Osmanlılar’ın 400 yıl boyunca egemenliğini sürdürdükleri Kos’ta Türk nüfusu ağırlıklı olarak Germe (Platani) köyünde yaşıyor. Kos merkezden 2 km kadar uzaklıkta olan Asklipion Arkeolojik eserlerini görüp, yerel lokantalarda Türk lezzetlerini tatmak için burayı listenize ekleyebilirsiniz.
Adadaki Türklerin mükemmel bir Türkçe ile konuştuklarını söylemeden geçemeyeceğim. Bunun sırrı olarak aile içinde resmî dilin Türkçe olduğu, ebeveynlerin çocukların Türkçe’yi iyi öğrenmelerine önem verdikleri, Türkiye’ye sık gitmeleri ve yaygın olarak izlenen Türk dizileri gösteriliyor.
Tarihi ve turistik bölgeler
Kos Hipokrat’ın adası olarak da biliniyor. Burada doğan modern tıbbın babasının diktiği ve sonrasında gölgesinde öğrencilerine ders verdiği rivayet edilen ağaç Kos’un en çok fotoğrafı çekilen yerlerinden…

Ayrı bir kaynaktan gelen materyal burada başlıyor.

//! Receipt model and the enums that classify a fee collection.

use chrono::{DateTime, NaiveDate, Utc};
use rust_decimal::Decimal;
use serde::{Deserialize, Serialize};
use service_core::error::AppError;
use sqlx::FromRow;
use uuid::Uuid;
use validator::Validate;

/// Nature of the fee a receipt records. Only market fees (`mf`) are tracked
/// against monthly targets and routed into location fee buckets.
#[derive(Debug, Clone, Copy, PartialEq, Eq, Serialize, Deserialize)]
pub enum NatureOfReceipt {
    #[serde(rename = "mf")]
    MarketFee,
    #[serde(rename = "lc")]
    LicenseCharge,
    #[serde(rename = "uc")]
    UserCharge,
    #[serde(rename = "others")]
    Others,
}

impl NatureOfReceipt {
    /// Get string representation for database.
    pub fn as_str(&self) -> &'static str {
        match self {
            Self::MarketFee => "mf",
            Self::LicenseCharge => "lc",
            Self::UserCharge => "uc",
            Self::Others => "others",
        }
    }

    pub fn from_str(value: &str) -> Option<Self> {
        match value {
            "mf" => Some(Self::MarketFee),
            "lc" => Some(Self::LicenseCharge),
            "uc" => Some(Self::UserCharge),
            "others" => Some(Self::Others),
            _ => None,
        }
    }
}

impl std::fmt::Display for NatureOfReceipt {
    fn fmt(&self, f: &mut std::fmt::Formatter<'_>) -> std::fmt::Result {
        write!(f, "{}", self.as_str())
    }
}

/// Where a fee was physically collected.
#[derive(Debug, Clone, Copy, PartialEq, Eq, Serialize, Deserialize)]
#[serde(rename_all = "lowercase")]
pub enum CollectionLocation {
    Office,
    Checkpost,
    Other,
}

impl CollectionLocation {
    pub fn as_str(&self) -> &'static str {
        match self {
            Self::Office => "office",
            Self::Checkpost => "checkpost",
            Self::Other => "other",
        }
    }

    pub fn from_str(value: &str) -> Option<Self> {
        match value {
            "office" => Some(Self::Office),
            "checkpost" => Some(Self::Checkpost),
            "other" => Some(Self::Other),
            _ => None,
        }
    }
}

impl std::fmt::Display for CollectionLocation {
    fn fmt(&self, f: &mut std::fmt::Formatter<'_>) -> std::fmt::Result {
        write!(f, "{}", self.as_str())
    }
}

/// Unit the commodity quantity was declared in.
#[derive(Debug, Clone, Copy, PartialEq, Eq, Serialize, Deserialize)]
#[serde(rename_all = "lowercase")]
pub enum QuantityUnit {
    Bags,
    Quintals,
    Kilograms,
    Numbers,
}

impl QuantityUnit {
    pub fn as_str(&self) -> &'static str {
        match self {
            Self::Bags => "bags",
            Self::Quintals => "quintals",
            Self::Kilograms => "kilograms",
            Self::Numbers => "numbers",
        }
    }

    pub fn from_str(value: &str) -> Option<Self> {
        match value {
            "bags" => Some(Self::Bags),
            "quintals" => Some(Self::Quintals),
            "kilograms" => Some(Self::Kilograms),
            "numbers" => Some(Self::Numbers),
            _ => None,
        }
    }

    /// Derive the weight in kilograms for a declared quantity.
    /// Counted items (`numbers`) carry no weight contribution.
    pub fn total_weight_kg(
        &self,
        quantity: Decimal,
        weight_per_bag: Option<Decimal>,
    ) -> Result<Decimal, AppError> {
        match self {
            Self::Bags => {
                let per_bag = weight_per_bag.ok_or_else(|| {
                    AppError::BadRequest(anyhow::anyhow!(
                        "weight_per_bag is required when unit is 'bags'"
                    ))
                })?;
                Ok(quantity * per_bag)
            }
            Self::Quintals => Ok(quantity * Decimal::ONE_HUNDRED),
            Self::Kilograms => Ok(quantity),
            Self::Numbers => Ok(Decimal::ZERO),
        }
    }
}

impl std::fmt::Display for QuantityUnit {
    fn fmt(&self, f: &mut std::fmt::Formatter<'_>) -> std::fmt::Result {
        write!(f, "{}", self.as_str())
    }
}

/// Fee receipt row. Classifier columns are stored as varchar; use
/// [`Receipt::snapshot`] for the typed view the analytics engine consumes.
#[derive(Debug, Clone, Serialize, Deserialize, FromRow)]
pub struct Receipt {
    pub receipt_id: Uuid,
    pub committee_id: Uuid,
    pub checkpost_id: Option<Uuid>,
    pub trader_id: Uuid,
    pub commodity_id: Option<Uuid>,
    pub receipt_date: NaiveDate,
    pub value: Decimal,
    pub fees_paid: Decimal,
    pub quantity: Decimal,
    pub unit: String,
    pub weight_per_bag: Option<Decimal>,
    pub total_weight_kg: Decimal,
    pub nature_of_receipt: String,
    pub collection_location: String,
    pub cancelled: bool,
    pub created_utc: DateTime<Utc>,
    pub updated_utc: DateTime<Utc>,
    pub cancelled_utc: Option<DateTime<Utc>>,
}

impl Receipt {
    /// Typed field snapshot used for delta computation. Rows are only ever
    /// written through the service layer, so a parse failure here means the
    /// row was corrupted out of band.
    pub fn snapshot(&self) -> Result<ReceiptSnapshot, AppError> {
        let nature = NatureOfReceipt::from_str(&self.nature_of_receipt).ok_or_else(|| {
            AppError::InternalError(anyhow::anyhow!(
                "Receipt {} has unknown nature_of_receipt '{}'",
                self.receipt_id,
                self.nature_of_receipt
            ))
        })?;
        let location = CollectionLocation::from_str(&self.collection_location).ok_or_else(|| {
            AppError::InternalError(anyhow::anyhow!(
                "Receipt {} has unknown collection_location '{}'",
                self.receipt_id,
                self.collection_location
            ))
        })?;

        Ok(ReceiptSnapshot {
            committee_id: self.committee_id,
            checkpost_id: self.checkpost_id,
            trader_id: self.trader_id,
            commodity_id: self.commodity_id,
            receipt_date: self.receipt_date,
            value: self.value,
            fees_paid: self.fees_paid,
            total_weight_kg: self.total_weight_kg,
            nature,
            location,
        })
    }
}

/// The fields of a receipt that determine its aggregate contribution. Taken
/// before a mutation (reversal) and after it (application); the two may point
/// at entirely different aggregate rows when grouping keys change.
#[derive(Debug, Clone, PartialEq, Eq)]
pub struct ReceiptSnapshot {
    pub committee_id: Uuid,
    pub checkpost_id: Option<Uuid>,
    pub trader_id: Uuid,
    pub commodity_id: Option<Uuid>,
    pub receipt_date: NaiveDate,
    pub value: Decimal,
    pub fees_paid: Decimal,
    pub total_weight_kg: Decimal,
    pub nature: NatureOfReceipt,
    pub location: CollectionLocation,
}

/// Input for recording (or replacing) a receipt. Trader and commodity are
/// referenced by exact name; the "New"/"Other" sentinel names request
/// creation of the entity named in the companion field.
#[derive(Debug, Clone, Deserialize, Validate)]
pub struct CreateReceipt {
    pub committee_id: Uuid,
    pub checkpost_id: Option<Uuid>,
    pub receipt_date: NaiveDate,
    #[validate(length(min = 1, max = 120))]
    pub trader_name: String,
    #[validate(length(min = 1, max = 120))]
    pub new_trader_name: Option<String>,
    #[validate(length(min = 1, max = 120))]
    pub commodity_name: Option<String>,
    #[validate(length(min = 1, max = 120))]
    pub new_commodity_name: Option<String>,
    pub quantity: Decimal,
    pub unit: QuantityUnit,
    pub weight_per_bag: Option<Decimal>,
    pub nature_of_receipt: NatureOfReceipt,
    pub collection_location: CollectionLocation,
    pub value: Decimal,
    pub fees_paid: Decimal,
}

/// Filter parameters for listing receipts.
#[derive(Debug, Clone, Default)]
pub struct ListReceiptsFilter {
    pub committee_id: Option<Uuid>,
    pub trader_id: Option<Uuid>,
    pub start_date: Option<NaiveDate>,
    pub end_date: Option<NaiveDate>,
    pub include_cancelled: bool,
    pub page_size: i32,
    pub page_token: Option<Uuid>,
}

#[cfg(test)]
mod tests {
    use super::*;

    #[test]
    fn nature_round_trips_through_str() {
        for nature in [
            NatureOfReceipt::MarketFee,
            NatureOfReceipt::LicenseCharge,
            NatureOfReceipt::UserCharge,
            NatureOfReceipt::Others,
        ] {
            assert_eq!(NatureOfReceipt::from_str(nature.as_str()), Some(nature));
        }
        assert_eq!(NatureOfReceipt::from_str("marketfee"), None);
    }

    #[test]
    fn location_round_trips_through_str() {
        for location in [
            CollectionLocation::Office,
            CollectionLocation::Checkpost,
            CollectionLocation::Other,
        ] {
            assert_eq!(
                CollectionLocation::from_str(location.as_str()),
                Some(location)
            );
        }
    }

    #[test]
    fn weight_derivation_per_unit() {
        let qty = Decimal::from(40);

        assert_eq!(
            QuantityUnit::Bags
                .total_weight_kg(qty, Some(Decimal::from(50)))
                .unwrap(),
            Decimal::from(2000)
        );
        assert_eq!(
            QuantityUnit::Quintals.total_weight_kg(qty, None).unwrap(),
            Decimal::from(4000)
        );
        assert_eq!(
            QuantityUnit::Kilograms.total_weight_kg(qty, None).unwrap(),
            Decimal::from(40)
        );
        assert_eq!(
            QuantityUnit::Numbers.total_weight_kg(qty, None).unwrap(),
            Decimal::ZERO
        );
    }

    #[test]
    fn bags_without_weight_per_bag_is_rejected() {
        let err = QuantityUnit::Bags
            .total_weight_kg(Decimal::from(10), None)
            .unwrap_err();
        assert_eq!(err.kind(), "bad_request");
    }
}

Hipokrat Ağacının arka tarafında Osmanlı’dan kalan tarihi eserlerden Cezayirli Gazi Hasan Paşa Camisi yer alıyor. Hipokrat’ın Çınar Ağacı’nın hemen yanındaki çeşme de yine Osmanlı Valisi Gazi Hasan Paşa tarafından yaptırılmış.
Ağacın karşısına doğru ilerlediğinizde ise St. John Şövalyelerinden dolayı Şövalyeler Kalesi olarak da bilinen Neratzia Kalesi karşınıza çıkacak.

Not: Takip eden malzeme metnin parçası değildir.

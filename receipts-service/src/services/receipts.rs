//! Mutation coordinator: the only writer of the aggregate tables.
//!
//! Each operation is one database transaction covering the receipt row and
//! all six aggregate levels; a reader never observes a receipt without its
//! analytics contribution or vice versa. Nothing is retried; any failure
//! rolls the whole mutation back and the caller resubmits.

use rust_decimal::Decimal;
use service_core::error::AppError;
use tracing::{info, instrument};
use uuid::Uuid;
use validator::Validate;

use crate::models::{CreateReceipt, Receipt};
use crate::services::metrics::{ERRORS_TOTAL, RECEIPT_MUTATIONS_TOTAL};
use crate::services::{aggregates, analytics, database::Database};

/// Receipt mutation service.
#[derive(Clone)]
pub struct ReceiptService {
    db: Database,
}

impl ReceiptService {
    pub fn new(db: Database) -> Self {
        Self { db }
    }

    /// Record a new receipt and apply its contribution at all six aggregate
    /// levels.
    #[instrument(skip(self, input), fields(committee_id = %input.committee_id))]
    pub async fn create_receipt(&self, input: &CreateReceipt) -> Result<Receipt, AppError> {
        let result = self.create_receipt_inner(input).await;
        Self::observe("create", &result);
        result
    }

    async fn create_receipt_inner(&self, input: &CreateReceipt) -> Result<Receipt, AppError> {
        input.validate()?;
        validate_amounts(input)?;

        let mut tx = self.db.pool().begin().await.map_err(|e| {
            AppError::DatabaseError(anyhow::anyhow!("Failed to begin transaction: {}", e))
        })?;

        let trader = self
            .db
            .resolve_trader(&mut tx, &input.trader_name, input.new_trader_name.as_deref())
            .await?;
        let commodity = self
            .db
            .resolve_commodity(
                &mut tx,
                input.commodity_name.as_deref(),
                input.new_commodity_name.as_deref(),
            )
            .await?;

        let total_weight_kg = input
            .unit
            .total_weight_kg(input.quantity, input.weight_per_bag)?;

        let receipt = self
            .db
            .insert_receipt(
                &mut tx,
                input,
                trader.trader_id,
                commodity.as_ref().map(|c| c.commodity_id),
                total_weight_kg,
            )
            .await?;

        let deltas = analytics::compute_deltas(&receipt.snapshot()?);
        aggregates::apply_deltas(&mut tx, &deltas).await?;

        tx.commit().await.map_err(|e| {
            AppError::DatabaseError(anyhow::anyhow!("Failed to commit transaction: {}", e))
        })?;

        info!(
            receipt_id = %receipt.receipt_id,
            trader_id = %receipt.trader_id,
            nature = %receipt.nature_of_receipt,
            fees_paid = %receipt.fees_paid,
            "Receipt recorded"
        );

        Ok(receipt)
    }

    /// Replace a receipt's fields, moving its aggregate contribution from the
    /// old grouping keys to the new ones. When the update changes trader,
    /// commodity, committee or date, the reversal and the fresh application
    /// target different aggregate rows; both happen in this one transaction.
    #[instrument(skip(self, input), fields(receipt_id = %receipt_id))]
    pub async fn update_receipt(
        &self,
        receipt_id: Uuid,
        input: &CreateReceipt,
    ) -> Result<Receipt, AppError> {
        let result = self.update_receipt_inner(receipt_id, input).await;
        Self::observe("update", &result);
        result
    }

    async fn update_receipt_inner(
        &self,
        receipt_id: Uuid,
        input: &CreateReceipt,
    ) -> Result<Receipt, AppError> {
        input.validate()?;
        validate_amounts(input)?;

        let mut tx = self.db.pool().begin().await.map_err(|e| {
            AppError::DatabaseError(anyhow::anyhow!("Failed to begin transaction: {}", e))
        })?;

        // Snapshot the existing row before touching it; its field values are
        // the only record of what was previously added to the aggregates.
        let existing = self
            .db
            .load_receipt_for_update(&mut tx, receipt_id)
            .await?
            .ok_or_else(|| {
                AppError::NotFound(anyhow::anyhow!("Receipt {} does not exist", receipt_id))
            })?;
        if existing.cancelled {
            return Err(AppError::Conflict(anyhow::anyhow!(
                "Receipt {} is cancelled and cannot be updated",
                receipt_id
            )));
        }
        let old_snapshot = existing.snapshot()?;

        let trader = self
            .db
            .resolve_trader(&mut tx, &input.trader_name, input.new_trader_name.as_deref())
            .await?;
        let commodity = self
            .db
            .resolve_commodity(
                &mut tx,
                input.commodity_name.as_deref(),
                input.new_commodity_name.as_deref(),
            )
            .await?;
        let total_weight_kg = input
            .unit
            .total_weight_kg(input.quantity, input.weight_per_bag)?;

        let updated = self
            .db
            .update_receipt_row(
                &mut tx,
                receipt_id,
                input,
                trader.trader_id,
                commodity.as_ref().map(|c| c.commodity_id),
                total_weight_kg,
            )
            .await?;

        aggregates::apply_deltas(&mut tx, &analytics::compute_deltas(&old_snapshot).reversed())
            .await?;
        aggregates::apply_deltas(&mut tx, &analytics::compute_deltas(&updated.snapshot()?)).await?;

        tx.commit().await.map_err(|e| {
            AppError::DatabaseError(anyhow::anyhow!("Failed to commit transaction: {}", e))
        })?;

        info!(
            receipt_id = %updated.receipt_id,
            trader_id = %updated.trader_id,
            "Receipt updated"
        );

        Ok(updated)
    }

    /// Cancel a receipt (soft delete) and reverse its aggregate contribution.
    /// Cancelling twice is a conflict; the row lock taken while loading the
    /// snapshot guarantees the reversal happens at most once.
    #[instrument(skip(self), fields(receipt_id = %receipt_id))]
    pub async fn cancel_receipt(&self, receipt_id: Uuid) -> Result<Receipt, AppError> {
        let result = self.cancel_receipt_inner(receipt_id).await;
        Self::observe("cancel", &result);
        result
    }

    async fn cancel_receipt_inner(&self, receipt_id: Uuid) -> Result<Receipt, AppError> {
        let mut tx = self.db.pool().begin().await.map_err(|e| {
            AppError::DatabaseError(anyhow::anyhow!("Failed to begin transaction: {}", e))
        })?;

        let existing = self
            .db
            .load_receipt_for_update(&mut tx, receipt_id)
            .await?
            .ok_or_else(|| {
                AppError::NotFound(anyhow::anyhow!("Receipt {} does not exist", receipt_id))
            })?;
        if existing.cancelled {
            return Err(AppError::Conflict(anyhow::anyhow!(
                "Receipt {} is already cancelled",
                receipt_id
            )));
        }
        let snapshot = existing.snapshot()?;

        let cancelled = self.db.mark_cancelled(&mut tx, receipt_id).await?;
        aggregates::apply_deltas(&mut tx, &analytics::compute_deltas(&snapshot).reversed())
            .await?;

        tx.commit().await.map_err(|e| {
            AppError::DatabaseError(anyhow::anyhow!("Failed to commit transaction: {}", e))
        })?;

        info!(receipt_id = %cancelled.receipt_id, "Receipt cancelled");

        Ok(cancelled)
    }

    fn observe(operation: &str, result: &Result<Receipt, AppError>) {
        match result {
            Ok(_) => {
                RECEIPT_MUTATIONS_TOTAL
                    .with_label_values(&[operation, "ok"])
                    .inc();
            }
            Err(e) => {
                RECEIPT_MUTATIONS_TOTAL
                    .with_label_values(&[operation, "error"])
                    .inc();
                ERRORS_TOTAL.with_label_values(&[e.kind()]).inc();
            }
        }
    }
}

/// Domain checks the schema-level validator cannot express.
fn validate_amounts(input: &CreateReceipt) -> Result<(), AppError> {
    if input.value < Decimal::ZERO {
        return Err(AppError::BadRequest(anyhow::anyhow!(
            "value must not be negative"
        )));
    }
    if input.fees_paid < Decimal::ZERO {
        return Err(AppError::BadRequest(anyhow::anyhow!(
            "fees_paid must not be negative"
        )));
    }
    if input.quantity < Decimal::ZERO {
        return Err(AppError::BadRequest(anyhow::anyhow!(
            "quantity must not be negative"
        )));
    }
    Ok(())
}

Tapınak Şövalyeleri veya bir diğer ismiyle St. John Şövalyeleri’nin inşa ettirdiği, sonrasında Osmanlı İmparatorluğu’nun revizeler yaptığı ismi Kos Kalesi diye de geçen yer Adanın en çok ziyaret edilen bölümlerinden…

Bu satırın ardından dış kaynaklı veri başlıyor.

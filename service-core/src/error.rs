use thiserror::Error;

#[derive(Debug, Error)]
pub enum AppError {
    #[error("Validation error: {0}")]
    ValidationError(#[from] validator::ValidationErrors),

    #[error("Bad request: {0}")]
    BadRequest(anyhow::Error),

    #[error("Not found: {0}")]
    NotFound(anyhow::Error),

    #[error("Conflict: {0}")]
    Conflict(anyhow::Error),

    #[error("Internal server error: {0}")]
    InternalError(#[from] anyhow::Error),

    #[error("Database error: {0}")]
    DatabaseError(anyhow::Error),

    #[error("Configuration error: {0}")]
    ConfigError(anyhow::Error),
}

impl AppError {
    /// Stable label for metrics and logs (low cardinality).
    pub fn kind(&self) -> &'static str {
        match self {
            AppError::ValidationError(_) => "validation_error",
            AppError::BadRequest(_) => "bad_request",
            AppError::NotFound(_) => "not_found",
            AppError::Conflict(_) => "conflict",
            AppError::InternalError(_) => "internal_error",
            AppError::DatabaseError(_) => "db_error",
            AppError::ConfigError(_) => "config_error",
        }
    }
}

impl From<config::ConfigError> for AppError {
    fn from(err: config::ConfigError) -> Self {
        AppError::ConfigError(anyhow::Error::new(err))
    }
}

impl From<std::io::Error> for AppError {
    fn from(err: std::io::Error) -> Self {
        AppError::InternalError(anyhow::Error::new(err))
    }
}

Hipokrat Ağacının yan tarafındaki Antik Agora kalıntıları da gezilmesi gereken yerlerden… Burada Afrodit Tapınağı, şehir surları yer alıyor.
Şehir merkezinin biraz dışındaki Asklipion arkeolojik alanı da Kos’un önemli tarihi bölgelerinden biri. Apollo’nun oğlu, tıp ve sağlık tanrısı Asklepion’a adanmış Antik Çağ hastanesi bölgesine Antik Yunan’ın her yerinden insanların şifalanmak için geldiği aktarılıyor.
Adadaki kazılarda çıkartılan tarihi eserler ise Eleftherias Meydanı’nda Kos Arkeoloji Müzesi’nde sergileniyor. Tarihe meraklıysanız burayı es geçmemenizi öneririm. Sergilenenler arasında Hipokrat Heykeli, zemin mozaikleri, Agora ve gymnasium’dan çıkarılan eserler, Afrodit ve Herakles Tapınağı var.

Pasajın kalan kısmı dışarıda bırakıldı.